Le Malawi vote dans un climat de crise économique et de mécontentement politique @AP
Le Malawi vote dans un climat de crise économique et de mécontentement politique @AP

Les électeurs du Malawi ont commencé à voter mardi pour élire leur président, leurs députés et leurs conseillers locaux, dans un contexte de flambée des prix et de désillusion croissante à l’égard de la classe politique.

Le scrutin oppose principalement le président sortant Lazarus Chakwera, 70 ans, à son prédécesseur Peter Mutharika, 85 ans. Quinze autres candidats, dont l’ancienne présidente Joyce Banda, sont également en lice, mais les analystes estiment que la bataille se jouera surtout entre les deux anciens rivaux. Un second tour sera nécessaire si aucun des candidats n’obtient plus de 50 % des voix.

« J’ai voté pour le candidat qui, je crois, peut résoudre le problème de la faim. J’ai du mal à nourrir mes enfants », a déclaré Alindiine Bellison Kazembe, mère de quatre enfants, rencontrée dans la capitale économique Blantyre, où elle travaille comme employée de maison.

Depuis l’élection de Chakwera en 2020, le Malawi fait face à une stagnation économique aggravée par un cyclone dévastateur et une sécheresse régionale qui ont détruit des récoltes. L’inflation dépasse 20 % depuis plus de trois ans, frappant durement les foyers les plus vulnérables. « Mon pire souvenir reste l’augmentation constante des prix. J’espère que le prochain président fera quelque chose pour l’économie », a confié Mazaza Msiska, 50 ans, au chômage depuis la pandémie de COVID-19.

Le vote, qui a démarré à 6 heures locales (04h00 GMT), a connu quelques retards dus à des pannes des lecteurs biométriques d’empreintes digitales, obligeant certains bureaux à basculer temporairement vers une identification manuelle. « La situation s’est stabilisée et le vote se déroule désormais normalement », a expliqué Wezi Winnesi, observateur du parti d’opposition United Democratic Front.
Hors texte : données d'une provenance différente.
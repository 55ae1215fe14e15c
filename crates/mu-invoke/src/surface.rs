// SPDX-License-Identifier: MIT OR Apache-2.0
//! Allowlist table and argv plan construction.

use mu_core::{SCOPE_OPS, SCOPE_OPS_ADMIN, SCOPE_READ};
use mu_error::ErrorCode;
use serde::{Deserialize, Serialize};

/// What a positional argument must look like.
#[derive(Debug, Clone, Copy, PartialEq, Eq)]
pub enum ArgKind {
    /// Issue id: `mu-` prefix, lowercase alphanumerics and dashes.
    IssueId,
    /// Forum topic: alphanumeric start, then `[A-Za-z0-9._:/-]`, ≤ 200 chars.
    Topic,
    /// Generic target: `[A-Za-z0-9._:@/-]`, 1–200 chars, no leading dash.
    Target,
    /// Free text (still may not begin with a dash).
    Text,
}

/// Target family a command addresses, for context resolution.
#[derive(Debug, Clone, Copy, PartialEq, Eq)]
pub enum TargetKind {
    /// No target.
    None,
    /// An issue id.
    Issue,
    /// A forum topic.
    Topic,
    /// A generic id (run id, session id, cron name…).
    Generic,
}

/// One allowlist row.
#[derive(Debug, Clone, Copy)]
pub struct CommandSpec {
    /// Command kind key (what the pipeline resolves to).
    pub kind: &'static str,
    /// Fixed argv prefix.
    pub argv_prefix: &'static [&'static str],
    /// Required positional arguments, in order.
    pub required: &'static [ArgKind],
    /// Kind accepted for any trailing arguments, if the command is variadic.
    pub variadic: Option<ArgKind>,
    /// Whether the command mutates state.
    pub mutating: bool,
    /// Scope required to run it.
    pub scope_required: &'static str,
    /// Target family for context resolution.
    pub target: TargetKind,
}

/// A validated, deterministic invocation plan.
#[derive(Debug, Clone, PartialEq, Eq, Serialize, Deserialize)]
pub struct CommandPlan {
    /// Command kind the plan was built for.
    pub command_kind: String,
    /// Full argv, `--json` included.
    pub argv: Vec<String>,
    /// Whether the command mutates state.
    pub mutating: bool,
}

/// Result of plan construction.
#[derive(Debug, Clone, PartialEq, Eq)]
pub enum PlanResult {
    /// Plan built.
    Ok {
        /// The plan.
        plan: CommandPlan,
    },
    /// Arguments failed validation.
    Reject {
        /// Always [`ErrorCode::CliValidationFailed`].
        reason: ErrorCode,
        /// Human-readable detail.
        details: String,
    },
    /// Unknown command kind (treated as `denied: unknown_command` upstream).
    Skip,
}

const ALLOWLIST: &[CommandSpec] = &[
    CommandSpec {
        kind: "run_start",
        argv_prefix: &["mu", "run", "start"],
        required: &[ArgKind::Target],
        variadic: None,
        mutating: true,
        scope_required: SCOPE_OPS,
        target: TargetKind::Generic,
    },
    CommandSpec {
        kind: "run_resume",
        argv_prefix: &["mu", "run", "resume"],
        required: &[ArgKind::Target],
        variadic: None,
        mutating: true,
        scope_required: SCOPE_OPS,
        target: TargetKind::Generic,
    },
    CommandSpec {
        kind: "run_list",
        argv_prefix: &["mu", "run", "list"],
        required: &[],
        variadic: None,
        mutating: false,
        scope_required: SCOPE_READ,
        target: TargetKind::None,
    },
    CommandSpec {
        kind: "run_status",
        argv_prefix: &["mu", "run", "status"],
        required: &[],
        variadic: Some(ArgKind::Target),
        mutating: false,
        scope_required: SCOPE_READ,
        target: TargetKind::None,
    },
    CommandSpec {
        kind: "run_interrupt",
        argv_prefix: &["mu", "run", "interrupt"],
        required: &[ArgKind::Target],
        variadic: None,
        mutating: true,
        scope_required: SCOPE_OPS,
        target: TargetKind::Generic,
    },
    CommandSpec {
        kind: "operator_model_set",
        argv_prefix: &["mu", "control", "operator", "set"],
        required: &[ArgKind::Target, ArgKind::Target, ArgKind::Target],
        variadic: None,
        mutating: true,
        scope_required: SCOPE_OPS_ADMIN,
        target: TargetKind::None,
    },
    CommandSpec {
        kind: "operator_thinking_set",
        argv_prefix: &["mu", "control", "operator", "thinking-set"],
        required: &[ArgKind::Target],
        variadic: None,
        mutating: true,
        scope_required: SCOPE_OPS_ADMIN,
        target: TargetKind::None,
    },
    CommandSpec {
        kind: "operator_model_list",
        argv_prefix: &["mu", "control", "operator", "list"],
        required: &[],
        variadic: None,
        mutating: false,
        scope_required: SCOPE_READ,
        target: TargetKind::None,
    },
    CommandSpec {
        kind: "operator_model_get",
        argv_prefix: &["mu", "control", "operator", "get"],
        required: &[],
        variadic: None,
        mutating: false,
        scope_required: SCOPE_READ,
        target: TargetKind::None,
    },
    CommandSpec {
        kind: "operator_thinking_list",
        argv_prefix: &["mu", "control", "operator", "thinking", "list"],
        required: &[],
        variadic: None,
        mutating: false,
        scope_required: SCOPE_READ,
        target: TargetKind::None,
    },
    CommandSpec {
        kind: "status",
        argv_prefix: &["mu", "status"],
        required: &[],
        variadic: None,
        mutating: false,
        scope_required: SCOPE_READ,
        target: TargetKind::None,
    },
    CommandSpec {
        kind: "issue_close",
        argv_prefix: &["mu", "issue", "close"],
        required: &[ArgKind::IssueId],
        variadic: None,
        mutating: true,
        scope_required: SCOPE_OPS,
        target: TargetKind::Issue,
    },
    CommandSpec {
        kind: "issue_update",
        argv_prefix: &["mu", "issue", "update"],
        required: &[ArgKind::IssueId],
        variadic: Some(ArgKind::Text),
        mutating: true,
        scope_required: SCOPE_OPS,
        target: TargetKind::Issue,
    },
    CommandSpec {
        kind: "issue_claim",
        argv_prefix: &["mu", "issue", "claim"],
        required: &[ArgKind::IssueId],
        variadic: None,
        mutating: true,
        scope_required: SCOPE_OPS,
        target: TargetKind::Issue,
    },
    CommandSpec {
        kind: "issue_get",
        argv_prefix: &["mu", "issue", "get"],
        required: &[ArgKind::IssueId],
        variadic: None,
        mutating: false,
        scope_required: SCOPE_READ,
        target: TargetKind::Issue,
    },
    CommandSpec {
        kind: "forum_read",
        argv_prefix: &["mu", "forum", "read"],
        required: &[ArgKind::Topic],
        variadic: None,
        mutating: false,
        scope_required: SCOPE_READ,
        target: TargetKind::Topic,
    },
    CommandSpec {
        kind: "forum_post",
        argv_prefix: &["mu", "forum", "post"],
        required: &[ArgKind::Topic, ArgKind::Text],
        variadic: Some(ArgKind::Text),
        mutating: true,
        scope_required: SCOPE_OPS,
        target: TargetKind::Topic,
    },
    CommandSpec {
        kind: "session_turn",
        argv_prefix: &["mu", "session", "turn"],
        required: &[ArgKind::Target, ArgKind::Text],
        variadic: Some(ArgKind::Text),
        mutating: true,
        scope_required: SCOPE_OPS,
        target: TargetKind::Generic,
    },
    CommandSpec {
        kind: "session_flash_create",
        argv_prefix: &["mu", "session", "flash", "create"],
        required: &[ArgKind::Target, ArgKind::Text],
        variadic: Some(ArgKind::Text),
        mutating: true,
        scope_required: SCOPE_OPS,
        target: TargetKind::Generic,
    },
    CommandSpec {
        kind: "cron_create",
        argv_prefix: &["mu", "cron", "create"],
        required: &[ArgKind::Target],
        variadic: Some(ArgKind::Text),
        mutating: true,
        scope_required: SCOPE_OPS_ADMIN,
        target: TargetKind::Generic,
    },
    CommandSpec {
        kind: "cron_update",
        argv_prefix: &["mu", "cron", "update"],
        required: &[ArgKind::Target],
        variadic: Some(ArgKind::Text),
        mutating: true,
        scope_required: SCOPE_OPS_ADMIN,
        target: TargetKind::Generic,
    },
    CommandSpec {
        kind: "cron_delete",
        argv_prefix: &["mu", "cron", "delete"],
        required: &[ArgKind::Target],
        variadic: None,
        mutating: true,
        scope_required: SCOPE_OPS_ADMIN,
        target: TargetKind::Generic,
    },
    CommandSpec {
        kind: "cron_trigger",
        argv_prefix: &["mu", "cron", "trigger"],
        required: &[ArgKind::Target],
        variadic: None,
        mutating: true,
        scope_required: SCOPE_OPS_ADMIN,
        target: TargetKind::Generic,
    },
    CommandSpec {
        kind: "heartbeat_create",
        argv_prefix: &["mu", "heartbeat", "create"],
        required: &[ArgKind::Target],
        variadic: Some(ArgKind::Text),
        mutating: true,
        scope_required: SCOPE_OPS_ADMIN,
        target: TargetKind::Generic,
    },
    CommandSpec {
        kind: "heartbeat_update",
        argv_prefix: &["mu", "heartbeat", "update"],
        required: &[ArgKind::Target],
        variadic: Some(ArgKind::Text),
        mutating: true,
        scope_required: SCOPE_OPS_ADMIN,
        target: TargetKind::Generic,
    },
    CommandSpec {
        kind: "heartbeat_delete",
        argv_prefix: &["mu", "heartbeat", "delete"],
        required: &[ArgKind::Target],
        variadic: None,
        mutating: true,
        scope_required: SCOPE_OPS_ADMIN,
        target: TargetKind::Generic,
    },
    CommandSpec {
        kind: "heartbeat_trigger",
        argv_prefix: &["mu", "heartbeat", "trigger"],
        required: &[ArgKind::Target],
        variadic: None,
        mutating: true,
        scope_required: SCOPE_OPS_ADMIN,
        target: TargetKind::Generic,
    },
    CommandSpec {
        kind: "audit_get",
        argv_prefix: &["mu", "audit", "get"],
        required: &[ArgKind::Target],
        variadic: None,
        mutating: false,
        scope_required: SCOPE_READ,
        target: TargetKind::Generic,
    },
    CommandSpec {
        kind: "dlq_inspect",
        argv_prefix: &["mu", "dlq", "inspect"],
        required: &[],
        variadic: Some(ArgKind::Target),
        mutating: false,
        scope_required: SCOPE_OPS_ADMIN,
        target: TargetKind::None,
    },
    CommandSpec {
        kind: "dlq_replay",
        argv_prefix: &["mu", "dlq", "replay"],
        required: &[ArgKind::Target],
        variadic: None,
        mutating: true,
        scope_required: SCOPE_OPS_ADMIN,
        target: TargetKind::Generic,
    },
];

/// Look up the allowlist row for a command kind.
pub fn spec_for(kind: &str) -> Option<&'static CommandSpec> {
    ALLOWLIST.iter().find(|spec| spec.kind == kind)
}

/// Issue ids: `mu-` then a lowercase alphanumeric, then `[a-z0-9-]*`.
pub fn is_valid_issue_id(s: &str) -> bool {
    let Some(rest) = s.strip_prefix("mu-") else {
        return false;
    };
    let mut chars = rest.chars();
    let Some(first) = chars.next() else {
        return false;
    };
    if !first.is_ascii_lowercase() && !first.is_ascii_digit() {
        return false;
    }
    chars.all(|c| c.is_ascii_lowercase() || c.is_ascii_digit() || c == '-')
}

/// Forum topics: alphanumeric start, then `[A-Za-z0-9._:/-]`, ≤ 200 chars.
pub fn is_valid_topic(s: &str) -> bool {
    let mut chars = s.chars();
    let Some(first) = chars.next() else {
        return false;
    };
    if !first.is_ascii_alphanumeric() || s.len() > 200 {
        return false;
    }
    chars.all(|c| c.is_ascii_alphanumeric() || matches!(c, '.' | '_' | ':' | '/' | '-'))
}

/// Generic targets: `[A-Za-z0-9._:@/-]`, 1–200 chars, no leading dash.
pub fn is_valid_target(s: &str) -> bool {
    if s.is_empty() || s.len() > 200 || s.starts_with('-') {
        return false;
    }
    s.chars()
        .all(|c| c.is_ascii_alphanumeric() || matches!(c, '.' | '_' | ':' | '@' | '/' | '-'))
}

fn validate_arg(kind: ArgKind, value: &str) -> Result<(), String> {
    // A leading dash is never a positional argument; this is what keeps
    // free flags like `--raw-stream` off the argv.
    if value.starts_with('-') {
        return Err(format!("flag-like argument not permitted: {value}"));
    }
    let ok = match kind {
        ArgKind::IssueId => is_valid_issue_id(value),
        ArgKind::Topic => is_valid_topic(value),
        ArgKind::Target => is_valid_target(value),
        ArgKind::Text => !value.is_empty(),
    };
    if ok {
        Ok(())
    } else {
        Err(format!("invalid {kind:?} argument: {value}"))
    }
}

/// Build the argv plan for a resolved command.
///
/// Unknown kinds yield [`PlanResult::Skip`]; invalid arguments yield
/// [`PlanResult::Reject`] with [`ErrorCode::CliValidationFailed`]. The
/// resulting argv always ends with `--json`.
pub fn build_plan(kind: &str, args: &[String]) -> PlanResult {
    let Some(spec) = spec_for(kind) else {
        return PlanResult::Skip;
    };

    if args.len() < spec.required.len() {
        return PlanResult::Reject {
            reason: ErrorCode::CliValidationFailed,
            details: format!(
                "{kind} requires {} argument(s), got {}",
                spec.required.len(),
                args.len()
            ),
        };
    }
    if spec.variadic.is_none() && args.len() > spec.required.len() {
        return PlanResult::Reject {
            reason: ErrorCode::CliValidationFailed,
            details: format!(
                "{kind} takes {} argument(s), got {}",
                spec.required.len(),
                args.len()
            ),
        };
    }

    for (idx, value) in args.iter().enumerate() {
        let arg_kind = spec
            .required
            .get(idx)
            .copied()
            .or(spec.variadic)
            .unwrap_or(ArgKind::Text);
        if let Err(details) = validate_arg(arg_kind, value) {
            return PlanResult::Reject {
                reason: ErrorCode::CliValidationFailed,
                details,
            };
        }
    }

    let mut argv: Vec<String> = spec.argv_prefix.iter().map(|s| s.to_string()).collect();
    argv.extend(args.iter().cloned());
    argv.push("--json".to_string());

    PlanResult::Ok {
        plan: CommandPlan {
            command_kind: spec.kind.to_string(),
            argv,
            mutating: spec.mutating,
        },
    }
}

/// Resolve raw command text into `(kind, args)` against the allowlist.
///
/// Tries the longest kind first: up to four leading tokens joined with `_`
/// (dashes folded to underscores), so `operator thinking-set high` resolves
/// to `operator_thinking_set` with one argument.
pub fn parse_command_text(text: &str) -> Option<(String, Vec<String>)> {
    let tokens: Vec<&str> = text.split_whitespace().collect();
    if tokens.is_empty() {
        return None;
    }
    let max = tokens.len().min(4);
    for n in (1..=max).rev() {
        let key = tokens[..n]
            .iter()
            .map(|t| t.to_ascii_lowercase().replace('-', "_"))
            .collect::<Vec<_>>()
            .join("_");
        if spec_for(&key).is_some() {
            let args = tokens[n..].iter().map(|t| t.to_string()).collect();
            return Some((key, args));
        }
    }
    None
}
La lutte contre la corruption constitue un enjeu central. Chakwera avait promis de mettre fin aux scandales qui ont marqué le mandat de Mutharika, mais sa gestion des dossiers a été critiquée comme sélective et trop lente, alimentant la frustration d’une population de 22 millions d’habitants confrontée à la pauvreté et au chômage.